A assessoria da Polícia Militar informa que equipes faziam policiamento “pela Rua Antônio João, nas imediações da Comunidade da Tinta, em Cordovil, quando criminosos armados atacaram a tiros a guarnição. Houve confronto, e um suspeito foi atingido. Com o homem, que era evadido do sistema prisional, foram apreendidos um rádio comunicador, 60 papelotes de maconha, 15 papelotes de cocaína e R$ 39, em espécie. Em continuidade a ação, os policiais seguiram até um valão próximo, onde os demais criminosos pularam durante a fuga. No córrego, foram apreendidos uma pistola calibre 9mm e três carregadores com 31 munições. Posteriormente, as equipes foram informadas de que um homem atingido por disparo de arma de fogo deu entrada no Hospital Estadual Getúlio Vargas, na Penha, onde não resistiu aos ferimentos”.

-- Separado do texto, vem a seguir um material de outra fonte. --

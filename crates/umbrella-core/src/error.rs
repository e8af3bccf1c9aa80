//! Shared error types for UmbrellaAlert.
//!
//! Crate-specific errors (weather, directory, notifier) wrap these where the
//! failure is a transport or storage concern:
//! - `NetworkError` for HTTP failures talking to the weather provider
//! - `DatabaseError` for the SQLite subscriber directory
//! - `ConfigError` for settings that are missing or unusable

use thiserror::Error;

/// Network-related errors (HTTP, connectivity).
#[derive(Debug, Error)]
pub enum NetworkError {
    #[error("Connection failed: {0}")]
    ConnectionFailed(String),

    #[error("Request timed out")]
    Timeout,

    #[error("Server error: {status} - {message}")]
    ServerError { status: u16, message: String },

    #[error("Invalid response: {0}")]
    InvalidResponse(String),
}

impl NetworkError {
    pub fn user_message(&self) -> &'static str {
        match self {
            NetworkError::ConnectionFailed(_) => {
                "Unable to reach the weather service. Check your internet connection."
            }
            NetworkError::Timeout => "The weather service took too long to answer.",
            NetworkError::ServerError { status, .. } if *status >= 500 => {
                "The weather service is experiencing issues. Please try again later."
            }
            NetworkError::ServerError { .. } => "The weather request failed.",
            NetworkError::InvalidResponse(_) => "Received an unexpected response.",
        }
    }
}

/// Database/storage errors (SQLite subscriber directory).
#[derive(Debug, Error)]
pub enum DatabaseError {
    #[error("Database connection failed: {0}")]
    ConnectionFailed(String),

    #[error("Query failed: {0}")]
    QueryFailed(String),

    #[error("Data corruption detected: {0}")]
    Corruption(String),

    #[error("Migration failed: {0}")]
    MigrationFailed(String),
}

impl DatabaseError {
    pub fn user_message(&self) -> &'static str {
        match self {
            DatabaseError::ConnectionFailed(_) => "Unable to open the subscriber database.",
            DatabaseError::QueryFailed(_) => "A subscriber database operation failed.",
            DatabaseError::Corruption(_) => {
                "The subscriber database may be corrupted. Consider restoring a backup."
            }
            DatabaseError::MigrationFailed(_) => "Failed to upgrade the subscriber database.",
        }
    }
}

/// Configuration errors.
#[derive(Debug, Error)]
pub enum ConfigError {
    #[error("Invalid configuration: {0}")]
    Invalid(String),

    #[error("Configuration parse error: {0}")]
    ParseError(String),

    #[error("Missing required setting: {0}")]
    MissingSetting(String),
}

impl ConfigError {
    pub fn user_message(&self) -> &'static str {
        match self {
            ConfigError::Invalid(_) => "Invalid configuration. Check your settings.",
            ConfigError::ParseError(_) => "Configuration file is malformed. Check your settings.",
            ConfigError::MissingSetting(_) => "A required setting is missing. Check your .env file.",
        }
    }
}

/// Extension trait for converting reqwest errors to our error types.
pub trait ReqwestErrorExt {
    fn into_network_error(self) -> NetworkError;
}

impl ReqwestErrorExt for reqwest::Error {
    fn into_network_error(self) -> NetworkError {
        if self.is_timeout() {
            NetworkError::Timeout
        } else if self.is_connect() {
            NetworkError::ConnectionFailed(self.to_string())
        } else if self.is_decode() {
            NetworkError::InvalidResponse(self.to_string())
        } else if let Some(status) = self.status() {
            NetworkError::ServerError {
                status: status.as_u16(),
                message: self.to_string(),
            }
        } else {
            NetworkError::ConnectionFailed(self.to_string())
        }
    }
}

/// Extension trait for converting rusqlite errors to our error types.
pub trait RusqliteErrorExt {
    fn into_database_error(self) -> DatabaseError;
}

impl RusqliteErrorExt for rusqlite::Error {
    fn into_database_error(self) -> DatabaseError {
        match &self {
            rusqlite::Error::SqliteFailure(_, Some(msg)) if msg.contains("corrupt") => {
                DatabaseError::Corruption(self.to_string())
            }
            rusqlite::Error::SqliteFailure(err, _)
                if err.code == rusqlite::ErrorCode::CannotOpen =>
            {
                DatabaseError::ConnectionFailed(self.to_string())
            }
            _ => DatabaseError::QueryFailed(self.to_string()),
        }
    }
}
//! Output formatting for ranked lookup results

use std::io::{self, Write};
use termcolor::{Color, ColorChoice, ColorSpec, StandardStream, WriteColor};

/// Print matched words under a header, one per line.
pub fn print_matches(words: &[String], color: bool) -> io::Result<()> {
    let choice = if color {
        ColorChoice::Auto
    } else {
        ColorChoice::Never
    };
    let mut stdout = StandardStream::stdout(choice);

    stdout.set_color(ColorSpec::new().set_fg(Some(Color::Magenta)).set_bold(true))?;
    writeln!(stdout, "Words found:")?;
    stdout.reset()?;

    if words.is_empty() {
        stdout.set_color(ColorSpec::new().set_fg(Some(Color::Cyan)))?;
        writeln!(stdout, "(none)")?;
        stdout.reset()?;
        return Ok(());
    }

    for word in words {
        stdout.set_color(ColorSpec::new().set_fg(Some(Color::Green)))?;
        writeln!(stdout, "{}", word)?;
        stdout.reset()?;
    }

    Ok(())
}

Em outra nota, a PM afirma que “a 1ª Delegacia de Polícia Judiciária Militar (DPJM) já instaurou um Inquérito Policial Militar para apurar todas as circunstâncias do caso”.

Durante protesto, Caroline Camargo da Silva, irmã de Cauã, segura a blusa que o jovem usava no momento em que foi morto com um tiro
Durante protesto, Caroline Camargo da Silva, irmã de Cauã, segura a blusa que o jovem usava no momento em que foi morto com um tiro Foto: Brenno Carvalho / Agência O Globo

A Delegada de Homicídios da Capital (DHC) vai ouvir nos próximos dias amigos e parentes do jovem. Além disso, os militares serão intimados a prestarem depoimento. A Civil quer saber se houve ou não tiroteios. Além disso, a DHC fará uma perícia nas armas dos PMs.

Os militares foram afastados das ruas.

Manifestação e ônibus queimados

Após a morte do jovem, moradores protestam pela rua da comunidade e chegaram a atear fogo em um ônibus que circula na Estrada do Quitungo, em Cordovil, em protesto. Na manhã desta terça-feira, os moradores voltaram a protestar e novamente queimaram um ônibus.

Cerca de 100 pessoas, com faixas e cartazes, andam pelas ruas de Brás de Pina e Vila da Penha, cobrando justiça pela morte de Cauã da Silva. Viaturas da PM acompanham a manifestação. Horas antes, três ônibus já haviam sido incendiados na Estrada do Quitungo. Por segurança, a CET-Rio interditou a via. O ato é comandado pela Frente Favela Brasil.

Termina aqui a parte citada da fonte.